REQUIRED ACTION>
Your job is to set down the listing again exactly as it stands.

::::::

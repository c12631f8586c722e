//! Middleware layer.
//!
//! Middleware runs once per inbound request, before the router resolves a
//! handler. A hook either returns `None` (continue normal processing) or
//! `Some(response)` (short-circuit the pipeline; the handler never runs).
//!
//! The built-in [`TrailingSlash`] middleware is the reason this crate
//! exists: it redirects requests whose path differs from a registered route
//! only by a trailing slash.

use http::Method;
use tracing::{debug, info};

use crate::config::Config;
use crate::index::RouteIndex;
use crate::normalize::{Normalizer, Verdict};
use crate::pattern::RoutePattern;
use crate::response::Response;

/// A pre-routing request hook.
///
/// Receives the request line only; bodies have not been read at this point.
/// Implementations must be pure with respect to the request: the same input
/// always yields the same answer, so hooks need no locking under the
/// server's connection concurrency.
pub trait Middleware: Send + Sync + 'static {
    /// `Some` short-circuits routing with the returned response.
    fn before_route(&self, method: &Method, path: &str, query: Option<&str>) -> Option<Response>;
}

/// Trailing-slash normalization middleware.
///
/// Built from a [`Config`] and a snapshot of the router's registered
/// patterns, taken after all routes are registered:
///
/// ```rust
/// use http::Method;
/// use slashward::{Config, Mode, Response, Router, TrailingSlash};
///
/// # async fn bands(_req: slashward::Request) -> Response { Response::text("") }
/// let app = Router::new().on(Method::GET, "/bands/{id}/", bands);
/// let slashes = TrailingSlash::new(Config::new(Mode::Append), app.patterns().to_vec());
/// let app = app.layer(slashes);
/// ```
///
/// Routes registered after the snapshot is taken are invisible to the
/// normalizer; they still resolve normally, they just never trigger a
/// redirect.
pub struct TrailingSlash {
    normalizer: Normalizer,
    verbose: bool,
}

impl TrailingSlash {
    pub fn new(config: Config, patterns: Vec<RoutePattern>) -> Self {
        Self {
            normalizer: Normalizer::new(config.method, RouteIndex::new(patterns)),
            verbose: config.verbose,
        }
    }
}

impl Middleware for TrailingSlash {
    fn before_route(&self, method: &Method, path: &str, query: Option<&str>) -> Option<Response> {
        match self.normalizer.evaluate(method, path, query) {
            Verdict::Pass => None,
            Verdict::UnsafeMethod => {
                // An alternate-slash route exists, but redirecting a
                // state-changing method invites double submission. Let the
                // router 404 it.
                debug!(%method, path, "trailing-slash candidate not redirected: unsafe method");
                None
            }
            Verdict::Redirect { path: target, query } => {
                let location = match query {
                    Some(q) if !q.is_empty() => format!("{target}?{q}"),
                    _ => target,
                };
                let mode = self.normalizer.mode();
                if self.verbose {
                    info!(%mode, %method, from = path, to = %location, "trailing-slash redirect");
                } else {
                    debug!(%mode, %method, from = path, to = %location, "trailing-slash redirect");
                }
                Some(Response::moved_permanently(&location))
            }
        }
    }
}

#[cfg(test)]
mod tests {
    use super::*;
    use crate::normalize::Mode;

    fn middleware(mode: Mode, routes: &[(Method, &str)]) -> TrailingSlash {
        let patterns = routes
            .iter()
            .map(|(m, p)| RoutePattern::parse(m.clone(), p).unwrap())
            .collect();
        TrailingSlash::new(Config::new(mode), patterns)
    }

    #[test]
    fn redirect_verdict_becomes_301_with_location() {
        let mw = middleware(Mode::Append, &[(Method::GET, "/has/slash/")]);
        let resp = mw
            .before_route(&Method::GET, "/has/slash", Some("temp=hi"))
            .expect("should short-circuit");
        assert_eq!(resp.status_code(), http::StatusCode::MOVED_PERMANENTLY);
        assert_eq!(resp.header("location"), Some("/has/slash/?temp=hi"));
    }

    #[test]
    fn location_omits_question_mark_without_query() {
        let mw = middleware(Mode::Remove, &[(Method::GET, "/no/slash")]);
        let resp = mw.before_route(&Method::GET, "/no/slash/", None).unwrap();
        assert_eq!(resp.header("location"), Some("/no/slash"));
    }

    #[test]
    fn empty_query_is_treated_as_absent() {
        let mw = middleware(Mode::Remove, &[(Method::GET, "/no/slash")]);
        let resp = mw.before_route(&Method::GET, "/no/slash/", Some("")).unwrap();
        assert_eq!(resp.header("location"), Some("/no/slash"));
    }

    #[test]
    fn pass_and_unsafe_method_continue_processing() {
        let mw = middleware(
            Mode::Append,
            &[(Method::GET, "/has/slash/"), (Method::POST, "/has/slash/")],
        );
        assert!(mw.before_route(&Method::GET, "/has/slash/", None).is_none());
        assert!(mw.before_route(&Method::POST, "/has/slash", None).is_none());
        assert!(mw.before_route(&Method::GET, "/unknown", None).is_none());
    }

    #[test]
    fn verbose_changes_logging_only() {
        let patterns = vec![RoutePattern::parse(Method::GET, "/has/slash/").unwrap()];
        let mw = TrailingSlash::new(Config::new(Mode::Append).verbose(true), patterns);
        let resp = mw.before_route(&Method::GET, "/has/slash", None).unwrap();
        assert_eq!(resp.header("location"), Some("/has/slash/"));
    }
}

::::::

EXERCISE OUTPUT>
repository c12631f8586c722e
//! Middleware layer.
//!
//! Middleware runs once per inbound request, before the router resolves a
//! handler. A hook either returns `None` (continue normal processing) or
//! `Some(response)` (short-circuit the pipeline; the handler never runs).
//!
//! The built-in [`TrailingSlash`] middleware is the reason this crate
//! exists: it redirects requests whose path differs from a registered route
//! only by a trailing slash.

use http::Method;
use tracing::{debug, info};

use crate::config::Config;
use crate::index::RouteIndex;
use crate::normalize::{Normalizer, Verdict};
use crate::pattern::RoutePattern;
use crate::response::Response;

/// A pre-routing request hook.
///
/// Receives the request line only; bodies have not been read at this point.
/// Implementations must be pure with respect to the request: the same input
/// always yields the same answer, so hooks need no locking under the
/// server's connection concurrency.
pub trait Middleware: Send + Sync + 'static {
    /// `Some` short-circuits routing with the returned response.
    fn before_route(&self, method: &Method, path: &str, query: Option<&str>) -> Option<Response>;
}

/// Trailing-slash normalization middleware.
///
/// Built from a [`Config`] and a snapshot of the router's registered
/// patterns, taken after all routes are registered:
///
/// ```rust
/// use http::Method;
/// use slashward::{Config, Mode, Response, Router, TrailingSlash};
///
/// # async fn bands(_req: slashward::Request) -> Response { Response::text("") }
/// let app = Router::new().on(Method::GET, "/bands/{id}/", bands);
/// let slashes = TrailingSlash::new(Config::new(Mode::Append), app.patterns().to_vec());
/// let app = app.layer(slashes);
/// ```
///
/// Routes registered after the snapshot is taken are invisible to the
/// normalizer; they still resolve normally, they just never trigger a
/// redirect.
pub struct TrailingSlash {
    normalizer: Normalizer,
    verbose: bool,
}

impl TrailingSlash {
    pub fn new(config: Config, patterns: Vec<RoutePattern>) -> Self {
        Self {
            normalizer: Normalizer::new(config.method, RouteIndex::new(patterns)),
            verbose: config.verbose,
        }
    }
}

impl Middleware for TrailingSlash {
    fn before_route(&self, method: &Method, path: &str, query: Option<&str>) -> Option<Response> {
        match self.normalizer.evaluate(method, path, query) {
            Verdict::Pass => None,
            Verdict::UnsafeMethod => {
                // An alternate-slash route exists, but redirecting a
                // state-changing method invites double submission. Let the
                // router 404 it.
                debug!(%method, path, "trailing-slash candidate not redirected: unsafe method");
                None
            }
            Verdict::Redirect { path: target, query } => {
                let location = match query {
                    Some(q) if !q.is_empty() => format!("{target}?{q}"),
                    _ => target,
                };
                let mode = self.normalizer.mode();
                if self.verbose {
                    info!(%mode, %method, from = path, to = %location, "trailing-slash redirect");
                } else {
                    debug!(%mode, %method, from = path, to = %location, "trailing-slash redirect");
                }
                Some(Response::moved_permanently(&location))
            }
        }
    }
}

#[cfg(test)]
mod tests {
    use super::*;
    use crate::normalize::Mode;

    fn middleware(mode: Mode, routes: &[(Method, &str)]) -> TrailingSlash {
        let patterns = routes
            .iter()
            .map(|(m, p)| RoutePattern::parse(m.clone(), p).unwrap())
            .collect();
        TrailingSlash::new(Config::new(mode), patterns)
    }

    #[test]
    fn redirect_verdict_becomes_301_with_location() {
        let mw = middleware(Mode::Append, &[(Method::GET, "/has/slash/")]);
        let resp = mw
            .before_route(&Method::GET, "/has/slash", Some("temp=hi"))
            .expect("should short-circuit");
        assert_eq!(resp.status_code(), http::StatusCode::MOVED_PERMANENTLY);
        assert_eq!(resp.header("location"), Some("/has/slash/?temp=hi"));
    }

    #[test]
    fn location_omits_question_mark_without_query() {
        let mw = middleware(Mode::Remove, &[(Method::GET, "/no/slash")]);
        let resp = mw.before_route(&Method::GET, "/no/slash/", None).unwrap();
        assert_eq!(resp.header("location"), Some("/no/slash"));
    }

    #[test]
    fn empty_query_is_treated_as_absent() {
        let mw = middleware(Mode::Remove, &[(Method::GET, "/no/slash")]);
        let resp = mw.before_route(&Method::GET, "/no/slash/", Some("")).unwrap();
        assert_eq!(resp.header("location"), Some("/no/slash"));
    }

    #[test]
    fn pass_and_unsafe_method_continue_processing() {
        let mw = middleware(
            Mode::Append,
            &[(Method::GET, "/has/slash/"), (Method::POST, "/has/slash/")],
        );
        assert!(mw.before_route(&Method::GET, "/has/slash/", None).is_none());
        assert!(mw.before_route(&Method::POST, "/has/slash", None).is_none());
        assert!(mw.before_route(&Method::GET, "/unknown", None).is_none());
    }

    #[test]
    fn verbose_changes_logging_only() {
        let patterns = vec![RoutePattern::parse(Method::GET, "/has/slash/").unwrap()];
        let mw = TrailingSlash::new(Config::new(Mode::Append).verbose(true), patterns);
        let resp = mw.before_route(&Method::GET, "/has/slash", None).unwrap();
        assert_eq!(resp.header("location"), Some("/has/slash/"));
    }
}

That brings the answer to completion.